Not sure if this is regarding the library or some other issue.
Dumb question. Do you have a CUDA enabled GPU on your system?
oh yeah i forgot to give details about the machine.
% lspci | grep -i vga
01:00.0 VGA compatible controller: NVIDIA Corporation GA106M [GeForce RTX 3060 Mobile / Max-Q] (rev a1)
05:00.0 VGA compatible controller: Advanced Micro Devices ....
nvidia-smi
+-----------------------------------------------------------------------------+
| NVIDIA-SMI 525.60.11 Driver Version: 525.60.11 CUDA Version: 12.0 |
|-------------------------------+----------------------+----------------------+
| GPU Name Persistence-M| Bus-Id Disp.A | Volatile Uncorr.
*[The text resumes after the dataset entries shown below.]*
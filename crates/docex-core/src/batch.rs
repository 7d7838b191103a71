//! Batch orchestration with bounded concurrency.
//!
//! Each admitted document holds one semaphore permit for the whole
//! read, match and extract chain, and runs on the blocking thread pool.
//! A permit is acquired only when the next document is about to start.

use std::panic::{catch_unwind, AssertUnwindSafe};
use std::path::PathBuf;
use std::sync::{Arc, Mutex};

use chrono::Utc;
use tokio::sync::Semaphore;
use tokio::task::JoinHandle;
use tracing::{debug, info, warn};

use crate::error::{DocexError, ErrorCode, Result};
use crate::models::config::BatchConfig;
use crate::models::result::{BatchProgress, BatchResult, DocumentProcessingResult, ProcessingIssue};
use crate::pipeline::{CancellationToken, DocumentPipeline};
use crate::template::{TemplateSnapshot, TemplateSource};

/// Callback invoked once per completed document, in completion order.
pub type ProgressCallback = Arc<dyn Fn(&BatchProgress) + Send + Sync>;

/// Runs the document pipeline over many documents.
pub struct BatchProcessor {
    pipeline: Arc<DocumentPipeline>,
    max_concurrent: usize,
    continue_on_error: bool,
    progress: Option<ProgressCallback>,
    cancel: CancellationToken,
}

impl BatchProcessor {
    pub fn new(pipeline: Arc<DocumentPipeline>) -> Self {
        Self::from_config(&BatchConfig::default(), pipeline)
    }

    pub fn from_config(config: &BatchConfig, pipeline: Arc<DocumentPipeline>) -> Self {
        Self {
            pipeline,
            max_concurrent: config.max_concurrent.max(1),
            continue_on_error: config.continue_on_error,
            progress: None,
            cancel: CancellationToken::new(),
        }
    }

    /// Maximum documents in flight; values below 1 are raised to 1.
    pub fn with_max_concurrent(mut self, max_concurrent: usize) -> Self {
        self.max_concurrent = max_concurrent.max(1);
        self
    }

    /// When false, the first fatal document failure stops admission.
    pub fn with_continue_on_error(mut self, continue_on_error: bool) -> Self {
        self.continue_on_error = continue_on_error;
        self
    }

    pub fn with_progress<F>(mut self, callback: F) -> Self
    where
        F: Fn(&BatchProgress) + Send + Sync + 'static,
    {
        self.progress = Some(Arc::new(callback));
        self
    }

    /// Observe `token` before admission and at each pipeline checkpoint.
    pub fn with_cancellation(mut self, token: CancellationToken) -> Self {
        self.cancel = token;
        self
    }

    pub fn cancellation_token(&self) -> CancellationToken {
        self.cancel.clone()
    }

    /// Process `paths` against a snapshot taken from `source`.
    ///
    /// A template source failure aborts the batch before any document runs.
    pub async fn process<S>(&self, paths: Vec<PathBuf>, source: &S) -> Result<BatchResult>
    where
        S: TemplateSource + ?Sized,
    {
        let templates = source.snapshot()?;
        self.process_snapshot(paths, templates).await
    }

    /// Process `paths` against a fixed template snapshot.
    ///
    /// Returns [`DocexError::BatchCancelled`] with the partial result when
    /// fail-fast or external cancellation stopped the batch.
    pub async fn process_snapshot(
        &self,
        paths: Vec<PathBuf>,
        templates: TemplateSnapshot,
    ) -> Result<BatchResult> {
        let started_at = Utc::now();
        let total = paths.len();
        info!(
            "Processing {} documents against {} templates (max {} concurrent)",
            total,
            templates.len(),
            self.max_concurrent
        );

        let semaphore = Arc::new(Semaphore::new(self.max_concurrent));
        let stop_admission = CancellationToken::new();
        let completed = Arc::new(Mutex::new(0usize));

        let mut handles: Vec<(PathBuf, JoinHandle<DocumentProcessingResult>)> =
            Vec::with_capacity(total);
        let mut skipped = Vec::new();
        let mut queue = paths.into_iter();

        while let Some(path) = queue.next() {
            let permit = if self.admission_closed(&stop_admission) {
                None
            } else {
                semaphore.clone().acquire_owned().await.ok()
            };

            // Re-check: a failure may have completed while waiting for the permit.
            let Some(permit) = permit.filter(|_| !self.admission_closed(&stop_admission)) else {
                skipped.push(path);
                skipped.extend(queue.by_ref());
                break;
            };

            debug!("Admitting {}", path.display());
            let pipeline = Arc::clone(&self.pipeline);
            let templates = Arc::clone(&templates);
            let cancel = self.cancel.clone();
            let stop = stop_admission.clone();
            let progress = self.progress.clone();
            let completed = Arc::clone(&completed);
            let continue_on_error = self.continue_on_error;
            let task_path = path.clone();

            let handle = tokio::task::spawn_blocking(move || {
                let _permit = permit;

                let result = catch_unwind(AssertUnwindSafe(|| {
                    pipeline.process_with_cancel(&task_path, &templates, &cancel)
                }))
                .unwrap_or_else(|panic| internal_failure(task_path.clone(), panic_message(&*panic)));

                if !continue_on_error && result.has_fatal_error() {
                    warn!(
                        "Stopping admission after fatal failure of {}",
                        result.document_id
                    );
                    stop.cancel();
                }

                report_progress(&completed, total, &result, progress.as_ref());
                result
            });
            handles.push((path, handle));
        }

        let mut results = Vec::with_capacity(handles.len());
        for (path, handle) in handles {
            let result = match handle.await {
                Ok(result) => result,
                Err(e) => internal_failure(path, format!("document task failed: {}", e)),
            };
            results.push(result);
        }

        if !skipped.is_empty() {
            warn!("{} documents were not started", skipped.len());
        }

        let cancelled = stop_admission.is_cancelled() || self.cancel.is_cancelled();
        let batch = BatchResult::from_results(total, results, skipped, cancelled, started_at);
        info!(
            "Batch finished: {}/{} successful, {} failed, {} skipped",
            batch.successful_files,
            batch.total_files,
            batch.failed_files,
            batch.skipped_files.len()
        );

        if cancelled {
            Err(DocexError::BatchCancelled(Box::new(batch)))
        } else {
            Ok(batch)
        }
    }

    fn admission_closed(&self, stop_admission: &CancellationToken) -> bool {
        stop_admission.is_cancelled() || self.cancel.is_cancelled()
    }
}

/// Bump the completion counter and notify under one lock, so counts reach
/// the callback in order and once per document. A panicking callback is
/// logged and does not affect the document's result.
fn report_progress(
    completed: &Mutex<usize>,
    total: usize,
    result: &DocumentProcessingResult,
    progress: Option<&ProgressCallback>,
) {
    let mut count = completed.lock().unwrap_or_else(|e| e.into_inner());
    *count += 1;
    if let Some(callback) = progress {
        let update = BatchProgress {
            completed: *count,
            total,
            document_id: result.document_id.clone(),
            status: result.status,
        };
        if let Err(panic) = catch_unwind(AssertUnwindSafe(|| callback(&update))) {
            warn!(
                "Progress callback panicked for {}: {}",
                result.document_id,
                panic_message(&*panic)
            );
        }
    }
}

fn internal_failure(path: PathBuf, message: String) -> DocumentProcessingResult {
    DocumentProcessingResult::failed(path, ProcessingIssue::new(ErrorCode::Internal, message))
}

fn panic_message(panic: &(dyn std::any::Any + Send)) -> String {
    let detail = panic
        .downcast_ref::<&str>()
        .map(|s| s.to_string())
        .or_else(|| panic.downcast_ref::<String>().cloned())
        .unwrap_or_else(|| "unknown panic".to_string());
    format!("processing panicked: {}", detail)
}
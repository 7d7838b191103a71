//! Formats command - show registered document readers.

use console::style;

use docex_core::TesseractEngine;

use super::{build_registry, load_config};

pub async fn run(config_path: Option<&str>) -> anyhow::Result<()> {
    let config = load_config(config_path)?;
    let registry = build_registry(&config, false);

    println!("{}", style("Readers (highest priority first):").bold());
    for info in registry.strategies() {
        println!(
            "  {:<12} priority {:>3}  .{}",
            style(&info.name).cyan(),
            info.priority,
            info.extensions.join(" .")
        );
    }

    let ocr = if !config.reader.enable_ocr {
        style("disabled").dim()
    } else if TesseractEngine::is_available() {
        style("tesseract").green()
    } else {
        style("tesseract not found").yellow()
    };
    println!();
    println!("OCR: {}", ocr);

    Ok(())
}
ECC |
| Fan Temp Perf Pwr:Usage/Cap| Memory-Usage | GPU-Util Compute M. |
| | | MIG M. |
|===============================+======================+======================|
| 0 NVIDIA GeForce ... Off | 00000000:01:00.0 Off | N/A |
| N/A 32C P3 N/A / N/A | 5MiB / 6144MiB | 0% Default |
| | | N/A |
+-------------------------------+----------------------+----------------------+
+-----------------------------------------------------------------------------+
| Processes: |
| GPU GI CI PID Type Process name GPU Memory |
| ID ID Usage |
|=============================================================================|
| 0 N/A N/A 666 G /usr/lib/Xorg 4MiB |
+-----------------------------------------------------------------------------+
6Gb 3060
% nvcc --version
nvcc: NVIDIA (R) Cuda compiler driver
Copyright (c) 2005-2022 NVIDIA Corporation
Built on Wed_Sep_21_10:33:58_PDT_2022
Cuda compilation tools, release 11.8, V11.8.89
Build cuda_11.8.r11.8/compiler.31833905_0
using export TORCH_CUDA_VERSION=cu118
.
would any other details be required.
i am using f16 model
% sha256sum unet16.bin
5019a4fbb455dd9b75192afc3ecf8a8ec875e83812fd51029d2e19277edddebc unet16.bin
Could try something like
println!("Cuda available: {}", tch::Cuda::is_available());
println!("Cudnn available: {}", tch::Cuda::cudnn_is_available());
To see if the tch library can see it.
Cuda available: true
Cudnn available: true
Cuda available: true
Cudnn available: true
i am not sure why it printed stuff twice though.
--- a/examples/stable-diffusion/main.rs
+++ b/examples/stable-diffusion/main.rs
@@ -196,6 +196,8 @@ fn run(args: Args) -> anyhow::Result<()> {
fn main() -> anyhow::Result<()> {
let args = Args::parse();
+ println!("Cuda available: {}", tch::Cuda::is_available());
+ println!("Cudnn available: {}", tch::Cuda::cudnn_is_available());
if !args.autocast {
run(args)
} else {
EDIT:
i found that the cuda code is also part of the code.
some solution i found was: pytorch/pytorch#16831 (comment)
tch::Cuda::cudnn_set_benchmark(false);
this did not help.
there is another issue with same stuff: tensorflow/tensorflow#6698 (comment) or https://stackoverflow.com/a/52634209
but i dont see any api which can be used to do the same in tch-rs. if you have any idea please let me know.
Do you have libtorch installed? I had this issue, then fixed it, then forgot exactly what fixed it 😑
The things I tried were: installing the cuda version of pytorch, installing cuda 11.8, installing cudnn 8.9.1, and installing libtorch. After libtorch, it just worked magically.